·阅读摘要:
本文提出结合基于CNN微调的HFT-CNN模型来解决层级多标签文本分类问题。
[1] HFT-CNN: Learning Hierarchical Category Structure for Multi-label Short Text Categorization
【注一】:还有一篇是解决层次结构的多标签分类论文《Initializing neural networks for hierarchical multi-label text classification》阅读博客地址为:https://blog.csdn.net/qq_43592352/article/details/122815714
【注二】:本文提出的HFT-CNN模型是为了解决大规模、层级标签问题,而《Initializing neural networks for hierarchical multi-label text classification》是提出将CNN用于层级多标签分类,提出的模型较为简单。
[0] 摘要
层次目录结构水平越低,分类效果越差。

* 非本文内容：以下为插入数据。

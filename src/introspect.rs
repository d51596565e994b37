//! Type introspection over a unit's declared types
//!
//! [`TypeModel`] resolves every descriptor string once and then answers
//! the queries analysis needs: inherited members, collection subtyping and
//! constructor visibility. Types the unit does not declare are opaque,
//! except for the JDK collection hierarchy, which is built in.

use crate::error::{Error, Result};
use crate::model::{
    GoalAnnotation, Modifier, ParamDecl, StepAnnotation, TypeDecl, TypeKind, TypeParamDecl, Unit,
};
use crate::types::{parse_type_var, ClassName, TypeName, TypeScope, TypeVar};
use std::collections::{BTreeMap, BTreeSet, VecDeque};

/// `java.util` types that implement `Collection<E>` with `E` as first argument
const JDK_COLLECTIONS: &[&str] = &[
    "ArrayDeque",
    "ArrayList",
    "Collection",
    "Deque",
    "HashSet",
    "LinkedHashSet",
    "LinkedList",
    "List",
    "NavigableSet",
    "PriorityQueue",
    "Queue",
    "Set",
    "SortedSet",
    "Stack",
    "TreeSet",
    "Vector",
];

/// A resolved field
#[derive(Debug, Clone, PartialEq)]
pub struct FieldInfo {
    pub name: String,
    pub ty: TypeName,
    pub modifiers: Vec<Modifier>,
}

/// A resolved parameter
#[derive(Debug, Clone, PartialEq)]
pub struct ParamInfo {
    pub name: String,
    pub ty: TypeName,
    pub step: Option<StepAnnotation>,
}

/// A resolved constructor or method
#[derive(Debug, Clone, PartialEq)]
pub struct ExecutableInfo {
    /// Method name, `<init>` for constructors
    pub name: String,
    pub owner: ClassName,
    pub modifiers: Vec<Modifier>,
    pub type_params: Vec<TypeVar>,
    /// Return type; the owner type for constructors
    pub returns: TypeName,
    pub params: Vec<ParamInfo>,
    pub throws: Vec<TypeName>,
    pub goal: Option<GoalAnnotation>,
    pub step: Option<StepAnnotation>,
    pub ignore: bool,
}

impl ExecutableInfo {
    pub fn is_constructor(&self) -> bool {
        self.name == "<init>"
    }

    pub fn has(&self, modifier: Modifier) -> bool {
        self.modifiers.contains(&modifier)
    }

    /// Diagnostic path, e.g. `Cube#<init>(String, List<String>)`
    pub fn path(&self) -> String {
        let params: Vec<String> = self.params.iter().map(|p| p.ty.to_string()).collect();
        format!("{}#{}({})", self.owner, self.name, params.join(", "))
    }

    fn substitute(&self, bindings: &BTreeMap<String, TypeName>) -> ExecutableInfo {
        let mut out = self.clone();
        out.returns = self.returns.substitute(bindings);
        for p in &mut out.params {
            p.ty = p.ty.substitute(bindings);
        }
        out
    }
}

/// A resolved type declaration
#[derive(Debug, Clone, PartialEq)]
pub struct ClassInfo {
    pub name: ClassName,
    pub kind: TypeKind,
    pub modifiers: Vec<Modifier>,
    pub type_params: Vec<TypeVar>,
    pub superclass: Option<TypeName>,
    pub interfaces: Vec<TypeName>,
    pub fields: Vec<FieldInfo>,
    pub constructors: Vec<ExecutableInfo>,
    pub methods: Vec<ExecutableInfo>,
    pub goal: Option<GoalAnnotation>,
}

impl ClassInfo {
    pub fn has(&self, modifier: Modifier) -> bool {
        self.modifiers.contains(&modifier)
    }

    /// The type as seen from inside its own declaration, e.g. `Box<T>`
    pub fn self_type(&self) -> TypeName {
        TypeName::parameterized(
            self.name.clone(),
            self.type_params
                .iter()
                .map(|v| TypeName::Var(v.name.clone()))
                .collect(),
        )
    }

    /// Supertypes with this type's variables bound to `args`
    fn supertypes(&self, args: &[TypeName]) -> Vec<TypeName> {
        let bindings = self.bindings(args);
        self.superclass
            .iter()
            .chain(self.interfaces.iter())
            .map(|t| t.substitute(&bindings))
            .collect()
    }

    fn bindings(&self, args: &[TypeName]) -> BTreeMap<String, TypeName> {
        self.type_params
            .iter()
            .zip(args.iter())
            .map(|(v, a)| (v.name.clone(), a.clone()))
            .collect()
    }
}

/// Resolved view of a unit's type universe
#[derive(Debug, Clone, Default)]
pub struct TypeModel {
    package: String,
    classes: BTreeMap<ClassName, ClassInfo>,
}

impl TypeModel {
    /// Resolve every declared type of `unit`
    pub fn new(unit: &Unit) -> Result<Self> {
        let mut scope = TypeScope::new(&unit.package);
        for decl in &unit.types {
            let name = class_name(unit, decl);
            scope
                .declared
                .entry(name.top_level().to_string())
                .or_insert_with(|| ClassName::new(&name.package, [name.top_level()]));
        }

        let mut classes = BTreeMap::new();
        for decl in &unit.types {
            let info = resolve_class(unit, decl, &scope)?;
            if classes.insert(info.name.clone(), info).is_some() {
                return Err(Error::Descriptor(format!(
                    "type `{}` is declared twice",
                    decl.name
                )));
            }
        }
        Ok(Self {
            package: unit.package.clone(),
            classes,
        })
    }

    pub fn package(&self) -> &str {
        &self.package
    }

    pub fn get(&self, name: &ClassName) -> Option<&ClassInfo> {
        self.classes.get(name)
    }

    /// Declared type behind a type name, if any
    pub fn class_of(&self, ty: &TypeName) -> Option<&ClassInfo> {
        ty.raw_class().and_then(|c| self.classes.get(c))
    }

    pub fn classes(&self) -> impl Iterator<Item = &ClassInfo> {
        self.classes.values()
    }

    /// Whether a member with `modifiers`, declared in `declaring`, can be
    /// used from code generated into this model's package
    pub fn is_accessible(&self, modifiers: &[Modifier], declaring: &ClassName) -> bool {
        if modifiers.contains(&Modifier::Private) {
            return false;
        }
        modifiers.contains(&Modifier::Public) || declaring.package == self.package
    }

    /// Supertypes of `ty` in lookup order: the superclass chain first, then
    /// interfaces breadth-first. `ty` itself comes first.
    fn lineage(&self, ty: &TypeName) -> Vec<(TypeName, &ClassInfo)> {
        let mut out = Vec::new();
        let mut seen = BTreeSet::new();
        let mut pending_interfaces = VecDeque::new();

        let mut current = Some(ty.clone());
        while let Some(t) = current.take() {
            let Some(info) = self.class_of(&t) else { break };
            if !seen.insert(info.name.clone()) {
                break;
            }
            let bindings = info.bindings(t.type_args());
            if let Some(sup) = &info.superclass {
                current = Some(sup.substitute(&bindings));
            }
            pending_interfaces.extend(info.interfaces.iter().map(|i| i.substitute(&bindings)));
            out.push((t, info));
        }

        while let Some(t) = pending_interfaces.pop_front() {
            let Some(info) = self.class_of(&t) else { continue };
            if !seen.insert(info.name.clone()) {
                continue;
            }
            pending_interfaces.extend(info.supertypes(t.type_args()));
            out.push((t, info));
        }
        out
    }

    /// Non-private, non-static methods of `ty` and its supertypes.
    ///
    /// The closest declaration of a name and arity wins. Types are
    /// substituted through generic supertypes.
    pub fn methods(&self, ty: &TypeName) -> Vec<ExecutableInfo> {
        let mut seen = BTreeSet::new();
        let mut out = Vec::new();
        for (t, info) in self.lineage(ty) {
            let bindings = info.bindings(t.type_args());
            for m in &info.methods {
                if m.has(Modifier::Static) || !self.is_accessible(&m.modifiers, &info.name) {
                    continue;
                }
                if seen.insert((m.name.clone(), m.params.len())) {
                    out.push(m.substitute(&bindings));
                }
            }
        }
        out
    }

    /// Non-private, non-static fields of `ty` and its superclasses
    pub fn fields(&self, ty: &TypeName) -> Vec<FieldInfo> {
        let mut seen = BTreeSet::new();
        let mut out = Vec::new();
        for (t, info) in self.lineage(ty) {
            let bindings = info.bindings(t.type_args());
            for f in &info.fields {
                if f.modifiers.contains(&Modifier::Static)
                    || !self.is_accessible(&f.modifiers, &info.name)
                {
                    continue;
                }
                if seen.insert(f.name.clone()) {
                    out.push(FieldInfo {
                        ty: f.ty.substitute(&bindings),
                        ..f.clone()
                    });
                }
            }
        }
        out
    }

    /// Element type if `ty` is a `java.util.Collection` subtype.
    ///
    /// Raw collections have element type `Object`. `Iterable` alone is
    /// not a collection.
    pub fn collection_element(&self, ty: &TypeName) -> Option<TypeName> {
        let mut seen = BTreeSet::new();
        self.collection_element_inner(ty, &mut seen)
    }

    fn collection_element_inner(
        &self,
        ty: &TypeName,
        seen: &mut BTreeSet<ClassName>,
    ) -> Option<TypeName> {
        let class = ty.raw_class()?;
        if !seen.insert(class.clone()) {
            return None;
        }
        if class.package == "java.util" && JDK_COLLECTIONS.contains(&class.nesting().as_str()) {
            return Some(
                ty.type_args()
                    .first()
                    .cloned()
                    .unwrap_or_else(TypeName::object),
            );
        }
        let info = self.classes.get(class)?;
        info.supertypes(ty.type_args())
            .iter()
            .find_map(|sup| self.collection_element_inner(sup, seen))
    }

    /// Whether `class` can be instantiated with `new T()` from the
    /// generated package
    pub fn has_visible_default_constructor(&self, class: &ClassInfo) -> bool {
        if class.constructors.is_empty() {
            return true;
        }
        class
            .constructors
            .iter()
            .any(|c| c.params.is_empty() && self.is_accessible(&c.modifiers, &class.name))
    }
}

fn class_name(unit: &Unit, decl: &TypeDecl) -> ClassName {
    let package = decl.package.as_deref().unwrap_or(&unit.package);
    ClassName::new(package, decl.name.split('.'))
}

fn type_vars(params: &[TypeParamDecl], scope: &TypeScope) -> Result<Vec<TypeVar>> {
    params
        .iter()
        .map(|p| parse_type_var(&p.name, &p.bounds, scope))
        .collect()
}

fn params(params: &[ParamDecl], scope: &TypeScope) -> Result<Vec<ParamInfo>> {
    params
        .iter()
        .map(|p| {
            Ok(ParamInfo {
                name: p.name.clone(),
                ty: TypeName::parse(&p.typ, scope)?,
                step: p.step.clone(),
            })
        })
        .collect()
}

fn parse_all(types: &[String], scope: &TypeScope) -> Result<Vec<TypeName>> {
    types.iter().map(|t| TypeName::parse(t, scope)).collect()
}

fn resolve_class(unit: &Unit, decl: &TypeDecl, scope: &TypeScope) -> Result<ClassInfo> {
    let name = class_name(unit, decl);
    let class_scope = scope.with_vars(decl.type_params.iter().map(|p| p.name.as_str()));
    let type_params = type_vars(&decl.type_params, &class_scope)?;

    let mut info = ClassInfo {
        name: name.clone(),
        kind: decl.kind,
        modifiers: decl.modifiers.clone(),
        type_params,
        superclass: decl
            .superclass
            .as_deref()
            .map(|s| TypeName::parse(s, &class_scope))
            .transpose()?,
        interfaces: parse_all(&decl.interfaces, &class_scope)?,
        fields: Vec::new(),
        constructors: Vec::new(),
        methods: Vec::new(),
        goal: decl.goal.clone(),
    };

    for f in &decl.fields {
        info.fields.push(FieldInfo {
            name: f.name.clone(),
            ty: TypeName::parse(&f.typ, &class_scope)?,
            modifiers: f.modifiers.clone(),
        });
    }

    let self_type = info.self_type();
    for c in &decl.constructors {
        let scope = class_scope.with_vars(c.type_params.iter().map(|p| p.name.as_str()));
        info.constructors.push(ExecutableInfo {
            name: "<init>".to_string(),
            owner: name.clone(),
            modifiers: c.modifiers.clone(),
            type_params: type_vars(&c.type_params, &scope)?,
            returns: self_type.clone(),
            params: params(&c.params, &scope)?,
            throws: parse_all(&c.throws, &scope)?,
            goal: c.goal.clone(),
            step: None,
            ignore: false,
        });
    }

    for m in &decl.methods {
        let scope = if m.modifiers.contains(&Modifier::Static) {
            scope.with_vars(m.type_params.iter().map(|p| p.name.as_str()))
        } else {
            class_scope.with_vars(m.type_params.iter().map(|p| p.name.as_str()))
        };
        info.methods.push(ExecutableInfo {
            name: m.name.clone(),
            owner: name.clone(),
            modifiers: m.modifiers.clone(),
            type_params: type_vars(&m.type_params, &scope)?,
            returns: TypeName::parse(&m.returns, &scope)?,
            params: params(&m.params, &scope)?,
            throws: parse_all(&m.throws, &scope)?,
            goal: m.goal.clone(),
            step: m.step.clone(),
            ignore: m.ignore,
        });
    }

    Ok(info)
}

因为较低的类别是细粒度的,每个类别的训练数据量比较高级别的要小得多。论文提出了一种方法,通过应用一个带有微调技术的卷积神经网络(CNN),可以有效地利用上层的数据对下层的分类作出贡献。
【注三】:微调现在基于bert来使用效果最好。
[1] 介绍
层级标签的数据稀疏性的详情: 较低级别的类别与较高级别的类别相比具有细粒度。而且,经常会出现低级别训练数据量比高级别训练数据量小得多的情况,从而影响了分类的整体性能。
[2] 模型
作者提出了HFT-CNN模型,该模型主要是解决层级性多元标签的短文本分类任务,其核心是标签的层级性,其次是多元标签和短文本。HFT是Hierarchical Fine-Tuning缩写,其意思就是在学习层级信息的时候,使用fine-tuning这种微调的技术,将上层标签信息微调的方式传到下层标签的学习中。作者提出该方法的原因是:觉得在处理有结构的多元标签分类任务上,现有很多模型都是non-hierarchical flat mode,只是平行化的利用标签的层级关系信息,而作者的模型是hierarchical mode,一个有层级结构的模型。
参考模型中标签的结构,来说下其样本训练学习的思路: 1)输入的是样本一段短文本sentence,将sentence转换成词embedding,文中利用的fastText; 2)接着先训练样本的顶层label(A,B),具体是在embedding层后加一个卷积层(convoluational layer),最大池化层(maxpooling layer),全连接层+dropout,最后加个sigmoid层,用的二元交叉熵(binary cross-entorpy loss)进行A,B标签预测,这一个CNN分类框架; 3)在预测下一层标签时(A1,A2,B1,B2),采用的仍是CNN结构,只是在embedding layer和convoluational layer不重新生成,而是继承上一层学习的结果,然后在这个基础上进行微调学习; 4)按照2,3步骤,遍历整个层级标签;
以上是论文模型的基本思想,我个人的看法是:这个想法是好的,在embedding layer和convoluational layer进行微调,理论上是说的通的,因为子类标签所涵盖的特征信息应该也属于父类标签所涵盖的特征信息。然后,这两类特征信息必须有个差异,如何把这类差异信息有效捕捉出来才是关键,当然这个也不好衡量,也是由于深度学习本质所决定,不能很好解释真正起作用的原因。